I was fascinated to learn that they actually try to determine the number of qualified car shoppers that visit their lot each month. No surprise that they also monitor the number car sales each month, and that they try to maintain an acceptable ratio of shoppers to sales. To be clear, my fascination was not simply that this was occurring – but that they tried to only quantify the ‘qualified’ car shoppers. They do their best to not factor in the kids, ‘tire kickers’ and other unqualified people who visit the lot with no intention of purchasing a new car in their manual performance reports. Fascinating.
Like most who don’t live and breathe eCommerce/analytics/optimization, my friend was not aware of the many tools widely available today to online businesses. Methods to essentially provide the same sort of physical performance reporting that they do by hand.
All this business intelligence talk exposed some critical differences as well.
Now the manual subjective nature of qualifying people has huge room for error, but the intent is genuine. Some kids may just want to sit in the new Challenger – Great. But they don’t represent a lost sale.

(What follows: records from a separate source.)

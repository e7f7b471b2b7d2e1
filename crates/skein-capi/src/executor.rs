//! Executor and scope entry points.
//!
//! Scope handles must be destroyed on the thread that created them, in
//! reverse order of creation (LIFO). The guard restores the previous
//! current executor even when the host unwinds its own stack abnormally
//! and destroys scopes late, but out-of-order destruction is a caller bug
//! and is logged.

use std::sync::Arc;

use skein::backend::{BackendConfig, BackendKind, MemoryMode, Precision, ScheduleConfig};
use skein::{exec, Executor};

use crate::error::SkeinCode;
use crate::handle::{box_handle, destroy_handle, guard, guard_ptr};

/// Backend tuning block crossing the boundary.
#[repr(C)]
#[derive(Clone, Copy)]
pub struct SkeinBackendConfig {
    /// 0 normal, 1 high, 2 low.
    pub precision: i32,
    /// 0 normal, 1 high, 2 low.
    pub memory: i32,
}

/// Schedule configuration crossing the boundary: backend kind, thread
/// count (or backend-specific mode), fallback kind, optional tuning
/// block.
#[repr(C)]
pub struct SkeinScheduleConfig {
    pub kind: i32,
    pub threads: i32,
    pub backup: i32,
    pub backend_config: *const SkeinBackendConfig,
}

pub(crate) fn schedule_from_c(config: *const SkeinScheduleConfig) -> Result<ScheduleConfig, SkeinCode> {
    let Some(config) = (unsafe { config.as_ref() }) else {
        return Ok(ScheduleConfig::default());
    };
    let kind = BackendKind::from_tag(config.kind).ok_or(SkeinCode::InvalidArg)?;
    let backup = BackendKind::from_tag(config.backup).ok_or(SkeinCode::InvalidArg)?;
    let backend_config = unsafe { config.backend_config.as_ref() }
        .map(|c| {
            Ok::<_, SkeinCode>(BackendConfig {
                precision: precision_from_tag(c.precision)?,
                memory: memory_from_tag(c.memory)?,
            })
        })
        .transpose()?;
    Ok(ScheduleConfig {
        kind,
        threads: config.threads,
        backup,
        config: backend_config,
    })
}

fn precision_from_tag(tag: i32) -> Result<Precision, SkeinCode> {
    match tag {
        0 => Ok(Precision::Normal),
        1 => Ok(Precision::High),
        2 => Ok(Precision::Low),
        _ => Err(SkeinCode::InvalidArg),
    }
}

fn memory_from_tag(tag: i32) -> Result<MemoryMode, SkeinCode> {
    match tag {
        0 => Ok(MemoryMode::Normal),
        1 => Ok(MemoryMode::High),
        2 => Ok(MemoryMode::Low),
        _ => Err(SkeinCode::InvalidArg),
    }
}

/// Boundary wrapper over a shared executor reference.
pub struct SkeinExecutor {
    pub(crate) inner: Arc<Executor>,
}

/// Active scope activation; destroying it restores the previous current
/// executor.
pub struct SkeinExecutorScope {
    _guard: exec::ExecutorScope,
    executor: Arc<Executor>,
}

/// Creates an executor with the given schedule (null for defaults).
///
/// # Safety
/// `config` must be null or point to a readable config.
#[no_mangle]
pub unsafe extern "C" fn skein_executor_create(
    config: *const SkeinScheduleConfig,
) -> *mut SkeinExecutor {
    guard_ptr(|| {
        let schedule = schedule_from_c(config).ok()?;
        Some(box_handle(SkeinExecutor {
            inner: Executor::new(schedule),
        }))
    })
}

/// Returns a new reference to the process-wide default executor.
#[no_mangle]
pub extern "C" fn skein_executor_global() -> *mut SkeinExecutor {
    guard_ptr(|| {
        Some(box_handle(SkeinExecutor {
            inner: Executor::global(),
        }))
    })
}

/// Returns a new reference to the thread's current executor.
#[no_mangle]
pub extern "C" fn skein_executor_current() -> *mut SkeinExecutor {
    guard_ptr(|| {
        Some(box_handle(SkeinExecutor {
            inner: Executor::current(),
        }))
    })
}

/// Destroys an executor reference. The executor itself lives as long as
/// any reference (scopes included). Null is a no-op.
///
/// # Safety
/// `self_` must be null or a live handle, destroyed at most once.
#[no_mangle]
pub unsafe extern "C" fn skein_executor_destroy(self_: *mut SkeinExecutor) {
    unsafe { destroy_handle(self_) };
}

/// Reads the lazy-evaluation flag.
///
/// # Safety
/// `self_` must be null or a live handle.
#[no_mangle]
pub unsafe extern "C" fn skein_executor_get_lazy_eval(self_: *const SkeinExecutor) -> bool {
    unsafe { self_.as_ref() }
        .map(|e| e.inner.lazy_eval())
        .unwrap_or(false)
}

/// Switches the executor between lazy and eager construction.
///
/// # Safety
/// `self_` must be null or a live handle.
#[no_mangle]
pub unsafe extern "C" fn skein_executor_set_lazy_eval(
    self_: *const SkeinExecutor,
    lazy: bool,
) -> SkeinCode {
    guard(|| {
        let Some(executor) = (unsafe { self_.as_ref() }) else {
            return SkeinCode::InvalidPtr;
        };
        executor.inner.set_lazy_eval(lazy);
        SkeinCode::Ok
    })
}

/// Replaces the executor's default schedule.
///
/// # Safety
/// `self_` must be live; `config` must be null or readable.
#[no_mangle]
pub unsafe extern "C" fn skein_executor_set_schedule(
    self_: *const SkeinExecutor,
    config: *const SkeinScheduleConfig,
) -> SkeinCode {
    guard(|| {
        let Some(executor) = (unsafe { self_.as_ref() }) else {
            return SkeinCode::InvalidPtr;
        };
        match schedule_from_c(config) {
            Ok(schedule) => {
                executor.inner.set_schedule(schedule);
                SkeinCode::Ok
            }
            Err(code) => code,
        }
    })
}

/// Discards cached intermediate buffers not reachable from any live
/// variable. Safe at any time.
///
/// # Safety
/// `self_` must be null or a live handle.
#[no_mangle]
pub unsafe extern "C" fn skein_executor_gc(self_: *const SkeinExecutor) -> SkeinCode {
    guard(|| {
        let Some(executor) = (unsafe { self_.as_ref() }) else {
            return SkeinCode::InvalidPtr;
        };
        executor.inner.gc();
        SkeinCode::Ok
    })
}

/// Pushes the executor as the thread's current one. Destroy the returned
/// scope (on the same thread, LIFO) to restore the previous executor.
///
/// # Safety
/// `executor` must be a live handle.
#[no_mangle]
pub unsafe extern "C" fn skein_executor_scope_enter(
    executor: *const SkeinExecutor,
) -> *mut SkeinExecutorScope {
    guard_ptr(|| {
        let executor = unsafe { executor.as_ref() }?;
        let inner = Arc::clone(&executor.inner);
        let guard = exec::enter(Arc::clone(&inner));
        Some(box_handle(SkeinExecutorScope {
            _guard: guard,
            executor: inner,
        }))
    })
}

/// Ends a scope, restoring the previous current executor. Must be called
/// on the creating thread, in reverse order of entry. Null is a no-op.
///
/// # Safety
/// `self_` must be null or a live handle created on this thread,
/// destroyed at most once.
#[no_mangle]
pub unsafe extern "C" fn skein_executor_scope_exit(self_: *mut SkeinExecutorScope) {
    if self_.is_null() {
        return;
    }
    let top = Executor::current();
    if !Arc::ptr_eq(&top, unsafe { &(*self_).executor }) {
        log::warn!("executor scopes exited out of LIFO order");
    }
    unsafe { destroy_handle(self_) };
}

Even with more sophisticated automated reporting tools, I don’t talk to many people who dissect their online business in the same manor.
The parallels are obvious – If you don’t ship outside of North America, why not generate a North American conversion report (for example)?
My take: Online stakeholders need to start to think about business analysis differently. This is not about better dashboards, reports, and ones and zero’s collected by your website. Real people are interacting with your brand, your store, and your products. Get to know them.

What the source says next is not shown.